▶ **Problem to solve**
After locating the line with "let parse = |part: &str|" in the data that follows, return it and every later line exactly, up to and including the line with "let mut reject".

[[ Material for this exercise, beginning ]]

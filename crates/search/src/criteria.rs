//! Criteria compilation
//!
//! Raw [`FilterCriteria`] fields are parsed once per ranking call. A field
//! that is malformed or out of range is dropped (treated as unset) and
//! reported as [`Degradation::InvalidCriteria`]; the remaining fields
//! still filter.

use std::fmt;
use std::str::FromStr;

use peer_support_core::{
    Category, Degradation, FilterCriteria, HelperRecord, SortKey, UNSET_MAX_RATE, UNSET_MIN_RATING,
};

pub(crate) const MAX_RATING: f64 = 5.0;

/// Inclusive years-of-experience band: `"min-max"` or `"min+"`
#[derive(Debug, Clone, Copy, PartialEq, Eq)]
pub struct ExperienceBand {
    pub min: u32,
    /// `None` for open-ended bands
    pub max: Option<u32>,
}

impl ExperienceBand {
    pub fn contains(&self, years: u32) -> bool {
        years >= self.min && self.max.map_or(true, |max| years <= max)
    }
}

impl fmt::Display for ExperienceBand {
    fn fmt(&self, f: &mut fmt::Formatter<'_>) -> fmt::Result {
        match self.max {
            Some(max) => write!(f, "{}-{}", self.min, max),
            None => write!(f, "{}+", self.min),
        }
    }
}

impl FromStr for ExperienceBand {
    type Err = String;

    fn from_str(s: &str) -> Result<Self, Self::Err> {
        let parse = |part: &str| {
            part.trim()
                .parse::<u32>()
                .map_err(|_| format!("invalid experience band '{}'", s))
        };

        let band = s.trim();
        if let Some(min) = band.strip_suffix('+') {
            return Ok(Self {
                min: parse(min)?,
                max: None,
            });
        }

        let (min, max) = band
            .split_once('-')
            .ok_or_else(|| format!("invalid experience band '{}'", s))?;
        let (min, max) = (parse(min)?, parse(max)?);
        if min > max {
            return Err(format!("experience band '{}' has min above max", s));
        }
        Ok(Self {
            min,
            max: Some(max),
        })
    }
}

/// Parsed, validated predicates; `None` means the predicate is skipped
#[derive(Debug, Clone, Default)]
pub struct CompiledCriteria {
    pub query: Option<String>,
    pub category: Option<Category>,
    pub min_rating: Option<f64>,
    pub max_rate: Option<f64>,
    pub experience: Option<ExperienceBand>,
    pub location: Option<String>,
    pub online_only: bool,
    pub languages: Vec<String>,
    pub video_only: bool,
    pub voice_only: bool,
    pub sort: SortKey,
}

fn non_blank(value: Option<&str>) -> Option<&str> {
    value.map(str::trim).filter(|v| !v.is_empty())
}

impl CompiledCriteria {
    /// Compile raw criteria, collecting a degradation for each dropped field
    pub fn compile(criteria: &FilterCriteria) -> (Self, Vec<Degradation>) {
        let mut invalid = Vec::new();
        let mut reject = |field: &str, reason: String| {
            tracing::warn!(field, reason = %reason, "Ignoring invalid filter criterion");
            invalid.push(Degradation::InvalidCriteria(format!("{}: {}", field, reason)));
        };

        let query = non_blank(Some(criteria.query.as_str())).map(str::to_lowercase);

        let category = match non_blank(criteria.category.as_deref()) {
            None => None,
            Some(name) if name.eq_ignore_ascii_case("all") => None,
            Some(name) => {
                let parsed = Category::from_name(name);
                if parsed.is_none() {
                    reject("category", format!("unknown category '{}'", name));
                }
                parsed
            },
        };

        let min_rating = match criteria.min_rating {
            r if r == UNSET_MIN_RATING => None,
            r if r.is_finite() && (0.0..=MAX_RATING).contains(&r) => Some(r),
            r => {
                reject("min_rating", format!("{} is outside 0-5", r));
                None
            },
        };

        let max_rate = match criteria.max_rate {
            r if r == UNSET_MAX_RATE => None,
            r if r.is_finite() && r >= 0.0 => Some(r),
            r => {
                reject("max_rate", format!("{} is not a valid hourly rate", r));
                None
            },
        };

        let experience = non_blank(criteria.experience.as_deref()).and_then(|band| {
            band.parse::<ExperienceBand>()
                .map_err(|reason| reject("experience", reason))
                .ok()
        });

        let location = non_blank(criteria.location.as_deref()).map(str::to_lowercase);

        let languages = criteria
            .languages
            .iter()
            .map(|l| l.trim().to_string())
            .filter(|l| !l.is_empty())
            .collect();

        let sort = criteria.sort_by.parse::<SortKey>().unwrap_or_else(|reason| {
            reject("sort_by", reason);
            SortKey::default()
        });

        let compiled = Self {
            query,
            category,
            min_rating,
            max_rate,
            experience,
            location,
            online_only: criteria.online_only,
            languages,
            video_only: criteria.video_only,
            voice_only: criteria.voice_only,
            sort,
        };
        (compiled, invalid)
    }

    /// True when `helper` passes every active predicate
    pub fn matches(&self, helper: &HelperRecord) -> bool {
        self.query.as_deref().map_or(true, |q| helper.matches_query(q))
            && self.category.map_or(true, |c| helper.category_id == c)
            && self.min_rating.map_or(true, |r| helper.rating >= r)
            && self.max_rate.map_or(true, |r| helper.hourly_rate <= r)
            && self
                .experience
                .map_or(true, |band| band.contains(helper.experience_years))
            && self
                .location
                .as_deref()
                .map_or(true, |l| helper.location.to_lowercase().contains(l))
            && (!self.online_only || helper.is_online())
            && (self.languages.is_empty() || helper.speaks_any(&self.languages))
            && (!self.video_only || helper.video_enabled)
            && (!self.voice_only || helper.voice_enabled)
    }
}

[[ Material for this exercise, end ]]

▶ **Output for this exercise**
        let parse = |part: &str| {
            part.trim()
                .parse::<u32>()
                .map_err(|_| format!("invalid experience band '{}'", s))
        };

        let band = s.trim();
        if let Some(min) = band.strip_suffix('+') {
            return Ok(Self {
                min: parse(min)?,
                max: None,
            });
        }

        let (min, max) = band
            .split_once('-')
            .ok_or_else(|| format!("invalid experience band '{}'", s))?;
        let (min, max) = (parse(min)?, parse(max)?);
        if min > max {
            return Err(format!("experience band '{}' has min above max", s));
        }
        Ok(Self {
            min,
            max: Some(max),
        })
    }
}

/// Parsed, validated predicates; `None` means the predicate is skipped
#[derive(Debug, Clone, Default)]
pub struct CompiledCriteria {
    pub query: Option<String>,
    pub category: Option<Category>,
    pub min_rating: Option<f64>,
    pub max_rate: Option<f64>,
    pub experience: Option<ExperienceBand>,
    pub location: Option<String>,
    pub online_only: bool,
    pub languages: Vec<String>,
    pub video_only: bool,
    pub voice_only: bool,
    pub sort: SortKey,
}

fn non_blank(value: Option<&str>) -> Option<&str> {
    value.map(str::trim).filter(|v| !v.is_empty())
}

impl CompiledCriteria {
    /// Compile raw criteria, collecting a degradation for each dropped field
    pub fn compile(criteria: &FilterCriteria) -> (Self, Vec<Degradation>) {
        let mut invalid = Vec::new();
        let mut reject = |field: &str, reason: String| {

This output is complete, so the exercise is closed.